Life on Life's Terms
September 11th is a day I will always remember. It was the day my good friend Reuben died from a rock climbing fall. My climbing club and I were rock climbing in South Wales having fun and climbing new routes, when it happened. It was a long and sobering day watching Reuben part from this world. I was somewhat in shock and was closing down and trying my best to cope with what was unfolding in front of me.
It was Wednesday around 4.30ish the day of my AA home group meeting, I remember thinking to myself, “well this is a great reason not to go to the meeting.” I was in shock and tired. The truth was, I was sinking in to a mourning self-pity state and starting to partly enjoy these feelings and emotions. I phoned my sponsor and told him about the incident. He was very saddened to hear the news as he knows of Reuben. I informed my sponsor that I will not be attending my home group this evening due to being in shock and tired. He calmly said I need you to trust me and come along to the meeting. I screamed out in my head, “NO WAY you don’t understand,” but I said “OK I will come along, but you must recognize I can’t share this evening, I’m worried about what I will say. I may breakdown, get upset and carry a poor and negative message. "
My sponsor replied,”trust me on this one and try to carry a message in the spirit of Tradition Five, work your suggestions and keep phoning me.” Yet again I screamed out in my head, “You’re joking!” But I said, “OK I will try.”

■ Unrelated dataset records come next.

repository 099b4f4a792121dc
use chrono::{SecondsFormat, Utc};
use serde::{Deserialize, Serialize};
use uuid::Uuid;

pub const PARTITION_KEY: &str = "userId";
pub const SORT_KEY: &str = "todoId";

/// A single task owned by one user, keyed by `(userId, todoId)`.
///
/// Everything except the key is defaulted on read: an attachment link minted
/// for an id that was never created leaves a key-only record behind, and
/// listing must still decode it.
#[derive(Debug, Clone, PartialEq, Eq, Serialize, Deserialize)]
#[serde(rename_all = "camelCase")]
pub struct TodoItem {
    pub user_id: String,
    pub todo_id: String,
    #[serde(default)]
    pub name: String,
    #[serde(default, skip_serializing_if = "Option::is_none")]
    pub due_date: Option<String>,
    #[serde(default)]
    pub done: bool,
    #[serde(default)]
    pub created_at: String,
    #[serde(default)]
    pub attachment_url: String,
}

impl TodoItem {
    pub fn new(user_id: &str, name: String, due_date: Option<String>) -> Self {
        Self {
            user_id: user_id.to_string(),
            todo_id: Uuid::new_v4().to_string(),
            name,
            due_date,
            done: false,
            created_at: Utc::now().to_rfc3339_opts(SecondsFormat::AutoSi, true),
            attachment_url: String::new(),
        }
    }

    pub fn apply(&mut self, update: &TodoUpdate) {
        self.name = update.name.clone();
        self.due_date = update.due_date.clone();
        self.done = update.done;
    }
}

/// The fields an update may overwrite. Everything else on [`TodoItem`] is
/// write-once or owned by the attachment flow.
#[derive(Debug, Clone, PartialEq, Eq, Serialize, Deserialize)]
#[serde(rename_all = "camelCase")]
pub struct TodoUpdate {
    pub name: String,
    #[serde(default)]
    pub due_date: Option<String>,
    pub done: bool,
}

#[cfg(test)]
mod tests {
    use super::{TodoItem, TodoUpdate};

    #[test]
    fn new_item_starts_open_without_attachment() {
        let item = TodoItem::new("auth0|alice", "Buy milk".to_string(), None);

        assert_eq!(item.user_id, "auth0|alice");
        assert!(!item.done);
        assert!(item.attachment_url.is_empty());
        assert!(uuid::Uuid::parse_str(&item.todo_id).is_ok());
        assert!(item.created_at.ends_with('Z'));
    }

    #[test]
    fn created_at_never_precedes_construction() {
        for _ in 0..500 {
            let before = chrono::Utc::now();
            let item = TodoItem::new("u", "n".to_string(), None);
            let created_at: chrono::DateTime<chrono::Utc> = item.created_at.parse().unwrap();
            assert!(created_at >= before, "{} < {before}", item.created_at);
        }
    }

    #[test]
    fn apply_leaves_identity_and_attachment_alone() {
        let mut item = TodoItem::new("auth0|alice", "Buy milk".to_string(), None);
        item.attachment_url = "https://bucket.s3.amazonaws.com/a".to_string();
        let before = item.clone();

        item.apply(&TodoUpdate {
            name: "Buy oat milk".to_string(),
            due_date: Some("2024-01-01".to_string()),
            done: true,
        });

        assert_eq!(item.name, "Buy oat milk");
        assert_eq!(item.due_date.as_deref(), Some("2024-01-01"));
        assert!(item.done);
        assert_eq!(item.user_id, before.user_id);
        assert_eq!(item.todo_id, before.todo_id);
        assert_eq!(item.created_at, before.created_at);
        assert_eq!(item.attachment_url, before.attachment_url);
    }

    #[test]
    fn decodes_key_only_record() {
        let item: TodoItem = serde_json::from_value(serde_json::json!({
            "userId": "auth0|alice",
            "todoId": "missing",
            "attachmentUrl": "https://bucket.s3.amazonaws.com/a"
        }))
        .expect("key-only record should decode");

        assert!(item.name.is_empty());
        assert!(!item.done);
    }

    #[test]
    fn serializes_camel_case_wire_names() {
        let item = TodoItem::new("u", "n".to_string(), Some("2024-01-01".to_string()));
        let json = serde_json::to_value(&item).unwrap();

        for key in ["userId", "todoId", "name", "dueDate", "done", "createdAt", "attachmentUrl"] {
            assert!(json.get(key).is_some(), "missing {key}");
        }
    }
}
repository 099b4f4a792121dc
use std::time::Duration;

use anyhow::Result;
use config::builder::{ConfigBuilder, DefaultState};
use serde::{Deserialize, Serialize};

use super::{defaults, envconfig::EnvConfig, validate};

#[derive(Debug, Clone, Deserialize, Serialize, Default)]
#[serde(default, deny_unknown_fields)]
pub struct AppConfig {
    pub general: GeneralConfig,
    pub logging: LoggingConfig,
    pub storage: StorageConfig,
    pub auth: AuthConfig,
}

impl AppConfig {
    pub fn from_env() -> Result<Self> {
        <Self as EnvConfig>::from_env()
    }
}

impl EnvConfig for AppConfig {
    fn defaults(
        mut builder: ConfigBuilder<DefaultState>,
    ) -> Result<ConfigBuilder<DefaultState>> {
        for (var, key) in defaults::LEGACY_ENV_KEYS {
            if let Ok(value) = std::env::var(var) {
                builder = builder.set_default(*key, value)?;
            }
        }
        Ok(builder)
    }

    fn validate(&self) -> Result<()> {
        validate::validate(self)
    }
}

#[derive(Debug, Clone, Deserialize, Serialize)]
#[serde(default, deny_unknown_fields)]
pub struct GeneralConfig {
    pub host: String,
    pub port: u16,
}

impl Default for GeneralConfig {
    fn default() -> Self {
        Self {
            host: defaults::DEFAULT_HOST.to_string(),
            port: defaults::DEFAULT_PORT as u16,
        }
    }
}

#[derive(Debug, Clone, Deserialize, Serialize)]
#[serde(default, deny_unknown_fields)]
pub struct LoggingConfig {
    pub rust_log: String,
}

impl Default for LoggingConfig {
    fn default() -> Self {
        Self {
            rust_log: defaults::DEFAULT_RUST_LOG.to_string(),
        }
    }
}

#[derive(Debug, Clone, Deserialize, Serialize)]
#[serde(default, deny_unknown_fields)]
pub struct StorageConfig {
    pub todos_table: String,
    pub attachment_bucket: String,
    pub signed_url_expiration_secs: u64,
    /// Points both SDK clients at a local DynamoDB / S3-compatible endpoint.
    pub endpoint_url: Option<String>,
    pub create_table_if_missing: bool,
}

impl StorageConfig {
    pub fn signed_url_expiration(&self) -> Duration {
        Duration::from_secs(self.signed_url_expiration_secs)
    }
}

impl Default for StorageConfig {
    fn default() -> Self {
        Self {
            todos_table: String::new(),
            attachment_bucket: String::new(),
            signed_url_expiration_secs: defaults::DEFAULT_SIGNED_URL_EXPIRATION_SECS as u64,
            endpoint_url: None,
            create_table_if_missing: defaults::DEFAULT_CREATE_TABLE_IF_MISSING,
        }
    }
}

#[derive(Debug, Clone, Copy, Deserialize, Serialize, PartialEq, Eq, Default)]
#[serde(rename_all = "lowercase")]
pub enum AuthMode {
    /// The API gateway authorizer already verified the token signature.
    #[default]
    Upstream,
    Hs256,
}

#[derive(Debug, Clone, Deserialize, Serialize, Default)]
#[serde(default, deny_unknown_fields)]
pub struct AuthConfig {
    pub mode: AuthMode,
    pub jwt_secret: Option<String>,
    /// Accepts `upstream` mode outside Lambda, for a process that sits behind
    /// some other verifying proxy.
    pub allow_unverified_tokens: bool,
}
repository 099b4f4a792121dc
mod context;
pub mod error;
pub mod todo_dao;

pub use context::DaoContext;
pub use error::{DaoLayerError, DaoResult};
pub use todo_dao::TodoDao;
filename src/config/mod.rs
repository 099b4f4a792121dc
pub mod configs;
pub mod defaults;
pub mod envconfig;
pub mod validate;

pub use configs::{AppConfig, AuthConfig, AuthMode, GeneralConfig, LoggingConfig, StorageConfig};
pub use envconfig::EnvConfig;

pub fn running_in_lambda() -> bool {
    std::env::var_os(defaults::LAMBDA_RUNTIME_ENV).is_some()
}
use std::sync::Arc;

use axum::{
    extract::FromRequestParts,
    http::{HeaderMap, header, request::Parts},
};

use super::{CallerId, jwt::JwtVerifier};
use crate::{
    config::{AuthConfig, AuthMode},
    error::AppError,
    state::AppState,
};

/// Resolves who is calling from an already-authenticated request.
pub trait CallerIdentityProvider: Send + Sync {
    fn caller_id(&self, headers: &HeaderMap) -> Result<CallerId, AppError>;
}

/// Takes the caller id from the `sub` claim of the bearer token.
#[derive(Clone)]
pub struct JwtIdentityProvider {
    verifier: JwtVerifier,
}

impl JwtIdentityProvider {
    pub fn new(verifier: JwtVerifier) -> Self {
        Self { verifier }
    }

    pub fn from_config(cfg: &AuthConfig) -> Self {
        let verifier = match cfg.mode {
            AuthMode::Upstream => JwtVerifier::upstream(),
            AuthMode::Hs256 => {
                JwtVerifier::hs256(cfg.jwt_secret.as_deref().unwrap_or_default().as_bytes())
            }
        };
        Self::new(verifier)
    }
}

impl CallerIdentityProvider for JwtIdentityProvider {
    fn caller_id(&self, headers: &HeaderMap) -> Result<CallerId, AppError> {
        let auth = headers
            .get(header::AUTHORIZATION)
            .and_then(|value| value.to_str().ok())
            .unwrap_or("");

        let token = auth
            .strip_prefix("Bearer ")
            .ok_or_else(|| AppError::unauthorized("Missing/invalid Authorization header"))?;

        let claims = self.verifier.decode(token)?;
        if claims.sub.trim().is_empty() {
            return Err(AppError::unauthorized("Token has no subject"));
        }
        Ok(CallerId::new(claims.sub))
    }
}

impl FromRequestParts<Arc<AppState>> for CallerId {
    type Rejection = AppError;

    async fn from_request_parts(
        parts: &mut Parts,
        state: &Arc<AppState>,
    ) -> Result<Self, Self::Rejection> {
        if let Some(caller) = parts.extensions.get::<CallerId>().cloned() {
            return Ok(caller);
        }

        let caller = state.identity.caller_id(&parts.headers)?;
        parts.extensions.insert(caller.clone());
        Ok(caller)
    }
}
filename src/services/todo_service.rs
use serde::{Deserialize, Serialize, de::DeserializeOwned};
use tracing::{error, info};
use uuid::Uuid;

use crate::{
    auth::CallerId,
    db::{
        dao::TodoDao,
        entities::{TodoItem, TodoUpdate},
    },
    error::AppError,
};

#[derive(Debug, Deserialize)]
#[serde(rename_all = "camelCase")]
pub struct CreateTodoRequest {
    pub name: String,
    #[serde(default)]
    pub due_date: Option<String>,
}

pub type UpdateTodoRequest = TodoUpdate;

#[derive(Debug, Clone, PartialEq, Eq, Serialize)]
pub struct DeleteAck {
    pub status: &'static str,
}

impl DeleteAck {
    fn deleted() -> Self {
        Self {
            status: "Deleted successfully",
        }
    }
}

#[derive(Clone)]
pub struct TodoService {
    todo_dao: TodoDao,
}

impl TodoService {
    pub fn new(todo_dao: TodoDao) -> Self {
        Self { todo_dao }
    }

    pub async fn create(&self, caller: &CallerId, body: &[u8]) -> Result<TodoItem, AppError> {
        let request: CreateTodoRequest = parse_body(body)?;
        let item = TodoItem::new(caller.as_str(), request.name, request.due_date);
        info!(user_id = %caller, todo_id = %item.todo_id, "create todo");
        Ok(self.todo_dao.create_item(item).await?)
    }

    pub async fn list(&self, caller: &CallerId) -> Result<Vec<TodoItem>, AppError> {
        info!(user_id = %caller, "list todos");
        Ok(self.todo_dao.list_items(caller.as_str()).await?)
    }

    pub async fn delete(&self, caller: &CallerId, todo_id: &str) -> Result<DeleteAck, AppError> {
        self.require_item(caller, todo_id).await?;
        info!(user_id = %caller, todo_id, "delete todo");
        self.todo_dao.delete_item(todo_id, caller.as_str()).await?;
        Ok(DeleteAck::deleted())
    }

    /// Overwrites `name`, `dueDate` and `done`, returning the payload as
    /// submitted.
    pub async fn update(
        &self,
        caller: &CallerId,
        todo_id: &str,
        body: &[u8],
    ) -> Result<UpdateTodoRequest, AppError> {
        self.require_item(caller, todo_id).await?;
        let update: UpdateTodoRequest = parse_body(body)?;
        self.todo_dao
            .update_item(caller.as_str(), todo_id, &update)
            .await?;
        info!(user_id = %caller, todo_id, done = update.done, "update todo");
        Ok(update)
    }

    /// Only the presence of `todo_id` is checked, not that the caller owns
    /// such an item.
    pub async fn generate_upload_url(
        &self,
        caller: &CallerId,
        todo_id: &str,
    ) -> Result<String, AppError> {
        if todo_id.trim().is_empty() {
            return Err(not_found(todo_id));
        }

        let attachment_id = Uuid::new_v4().to_string();
        let upload_url = self
            .todo_dao
            .mint_upload_url(todo_id, &attachment_id, caller.as_str())
            .await?;
        info!(user_id = %caller, todo_id, attachment_id = %attachment_id, "generate upload url");
        Ok(upload_url)
    }

    async fn require_item(&self, caller: &CallerId, todo_id: &str) -> Result<(), AppError> {
        if !self.todo_dao.item_exists(todo_id, caller.as_str()).await? {
            return Err(not_found(todo_id));
        }
        Ok(())
    }
}

fn not_found(todo_id: &str) -> AppError {
    AppError::not_found(format!("Todo item not found with id {todo_id}"))
}

fn parse_body<T: DeserializeOwned>(body: &[u8]) -> Result<T, AppError> {
    serde_json::from_slice(body).map_err(|err| {
        error!(error = %err, "malformed request body");
        AppError::internal(format!("Malformed request body: {err}"))
    })
}
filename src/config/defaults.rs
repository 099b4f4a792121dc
pub const DEFAULT_HOST: &str = "127.0.0.1";
pub const DEFAULT_PORT: i64 = 3000;
pub const DEFAULT_RUST_LOG: &str = "info,tower_http=info";
pub const DEFAULT_SIGNED_URL_EXPIRATION_SECS: i64 = 300;
pub const DEFAULT_CREATE_TABLE_IF_MISSING: bool = false;

/// Set by the Lambda runtime in every function environment.
pub const LAMBDA_RUNTIME_ENV: &str = "AWS_LAMBDA_RUNTIME_API";

// S3 SigV4 presigned URLs cannot outlive seven days.
pub const MAX_SIGNED_URL_EXPIRATION_SECS: u64 = 7 * 24 * 60 * 60;

/// Variable names used by the original serverless deployment. They are read
/// as defaults so an existing stack can run this binary unchanged.
pub const LEGACY_ENV_KEYS: &[(&str, &str)] = &[
    ("TODOS_TABLE", "storage.todos_table"),
    ("ATTACHMENT_S3_BUCKET", "storage.attachment_bucket"),
    ("SIGNED_URL_EXPIRATION", "storage.signed_url_expiration_secs"),
];
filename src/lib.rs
pub mod auth;
pub mod config;
pub mod db;
pub mod error;
pub mod logging;
pub mod middleware;
pub mod response;
pub mod routes;
pub mod services;
pub mod state;
pub mod test_helpers;
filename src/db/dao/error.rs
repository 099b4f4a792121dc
use thiserror::Error;

type BoxError = Box<dyn std::error::Error + Send + Sync + 'static>;

#[derive(Debug, Error)]
pub enum DaoLayerError {
    #[error("table request failed: {0}")]
    Table(#[source] BoxError),
    #[error("failed to presign upload: {0}")]
    Presign(#[source] BoxError),
    #[error("malformed todo record: {0}")]
    Record(#[from] serde_dynamo::Error),
}

pub type DaoResult<T> = Result<T, DaoLayerError>;

impl DaoLayerError {
    pub fn table(err: impl Into<BoxError>) -> Self {
        Self::Table(err.into())
    }

    pub fn presign(err: impl Into<BoxError>) -> Self {
        Self::Presign(err.into())
    }
}
//! Classify a clause attribute against an entity descriptor.

use crate::descriptor::{EntityDescriptor, EntityRegistry, FieldKind, RelationField};
use crate::errors::FilterError;

#[derive(Debug, Clone, Copy)]
pub enum ResolvedField<'a> {
    Native {
        name: &'a str,
        kind: FieldKind,
    },
    Relation {
        relation: &'a RelationField,
        foreign: &'a EntityDescriptor,
    },
}

/// Resolve `attribute` on `descriptor`.
///
/// The denylist is checked first so a secret column can never be reached,
/// even if it also exists as a native field.
///
/// # Errors
///
/// [`FilterError::DeniedField`], [`FilterError::UnknownField`], or
/// [`FilterError::MissingRelationTarget`] if the registry lost the foreign
/// entity (impossible for a validated registry).
pub fn resolve_field<'a>(
    registry: &'a EntityRegistry,
    descriptor: &'a EntityDescriptor,
    attribute: &str,
) -> Result<ResolvedField<'a>, FilterError> {
    if descriptor.is_denied(attribute) {
        return Err(FilterError::DeniedField(attribute.to_string()));
    }

    if let Some(field) = descriptor.native_field(attribute) {
        return Ok(ResolvedField::Native {
            name: &field.name,
            kind: field.kind,
        });
    }

    if let Some(relation) = descriptor.relation_field(attribute) {
        let foreign = registry.get(&relation.foreign_entity).ok_or_else(|| {
            FilterError::MissingRelationTarget {
                relation: relation.name.clone(),
                entity_type: relation.foreign_entity.clone(),
            }
        })?;
        return Ok(ResolvedField::Relation { relation, foreign });
    }

    Err(FilterError::UnknownField(attribute.to_string()))
}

On arrival at my home group I was greeted by several fellow home group members who gave there condolences and kind words, The meeting started in a similar way. The top table shared for 20mins and it was time for people to share back from the floor. I remember thinking that I really wanted to share this emotional feeling and I felt that they all needed to know what had happened to me, even though most of the home group members knew about the unpleasant incident. I raised my hand and was shortly picked to share; I shared in the spirit of Tradition Five, helping carry the message of what the 12 Steps of AA and the importance of a home group and a good sponsor are.
My spirit was lifted for 3/5mins. My thoughts were on nothing but carrying a strong message to the new comer, carrying the good news that life is possible to enjoy without the use of alcohol. Days passed and I tried my best to support Reuben’s family. I was, to my surprise acting like an adult and being supportive to others. Don’t get me wrong I was feeling upset and saddened and was talking to my family and friends about how I was feeling and how I was dealing with this great loss. I was trying my best to cope with what life had thrown at me, and it was working, I continued to carry a positive message in meetings that life without alcohol and coping with life on life's terms is possible whatever life throws at you.